Task brief:
Search the data for the string "FromEnv" and gather each line it is in.

Exercise input START

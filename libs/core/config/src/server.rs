use crate::{env_or_default, env_parse, ConfigError, FromEnv};
use std::net::Ipv4Addr;

/// Port the metrics endpoint listens on unless `SERVER_PORT` says otherwise
pub const DEFAULT_PORT: u16 = 3000;

/// HTTP server configuration for the metrics endpoint
#[derive(Clone, Debug)]
pub struct ServerConfig {
    pub host: String,
    pub port: u16,
}

impl ServerConfig {
    pub fn new(host: String, port: u16) -> Self {
        Self { host, port }
    }

    /// Get the server address as "host:port"
    pub fn address(&self) -> String {
        format!("{}:{}", self.host, self.port)
    }
}

impl FromEnv for ServerConfig {
    /// Reads from environment variables with sensible defaults:
    /// - HOST: defaults to Ipv4Addr::UNSPECIFIED (0.0.0.0 - all interfaces)
    /// - SERVER_PORT: defaults to 3000
    fn from_env() -> Result<Self, ConfigError> {
        let host = env_or_default("HOST", &Ipv4Addr::UNSPECIFIED.to_string());
        let port = env_parse("SERVER_PORT", DEFAULT_PORT)?;

        Ok(Self { host, port })
    }
}

impl Default for ServerConfig {
    fn default() -> Self {
        Self {
            host: Ipv4Addr::UNSPECIFIED.to_string(),
            port: DEFAULT_PORT,
        }
    }
}

#[cfg(test)]
mod tests {
    use super::*;

    #[test]
    fn test_server_config_from_env_with_defaults() {
        temp_env::with_vars(
            [("HOST", None::<&str>), ("SERVER_PORT", None::<&str>)],
            || {
                let config = ServerConfig::from_env().unwrap();
                assert_eq!(config.host, "0.0.0.0");
                assert_eq!(config.port, 3000);
                assert_eq!(config.address(), "0.0.0.0:3000");
            },
        );
    }

    #[test]
    fn test_server_config_from_env_with_custom_values() {
        temp_env::with_vars(
            [("HOST", Some("127.0.0.1")), ("SERVER_PORT", Some("9100"))],
            || {
                let config = ServerConfig::from_env().unwrap();
                assert_eq!(config.host, "127.0.0.1");
                assert_eq!(config.port, 9100);
                assert_eq!(config.address(), "127.0.0.1:9100");
            },
        );
    }

    #[test]
    fn test_server_config_from_env_invalid_port() {
        temp_env::with_var("SERVER_PORT", Some("not_a_number"), || {
            let result = ServerConfig::from_env();
            assert!(result.is_err());
            let err = result.unwrap_err();
            assert!(err.to_string().contains("SERVER_PORT"));
        });
    }

    #[test]
    fn test_server_config_from_env_port_out_of_range() {
        temp_env::with_var("SERVER_PORT", Some("99999"), || {
            let result = ServerConfig::from_env();
            assert!(result.is_err());
        });
    }

    #[test]
    fn test_server_config_default() {
        let config = ServerConfig::default();
        assert_eq!(config.host, Ipv4Addr::UNSPECIFIED.to_string());
        assert_eq!(config.port, DEFAULT_PORT);
    }
}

Exercise input END

Task solution:
use crate::{env_or_default, env_parse, ConfigError, FromEnv};
impl FromEnv for ServerConfig {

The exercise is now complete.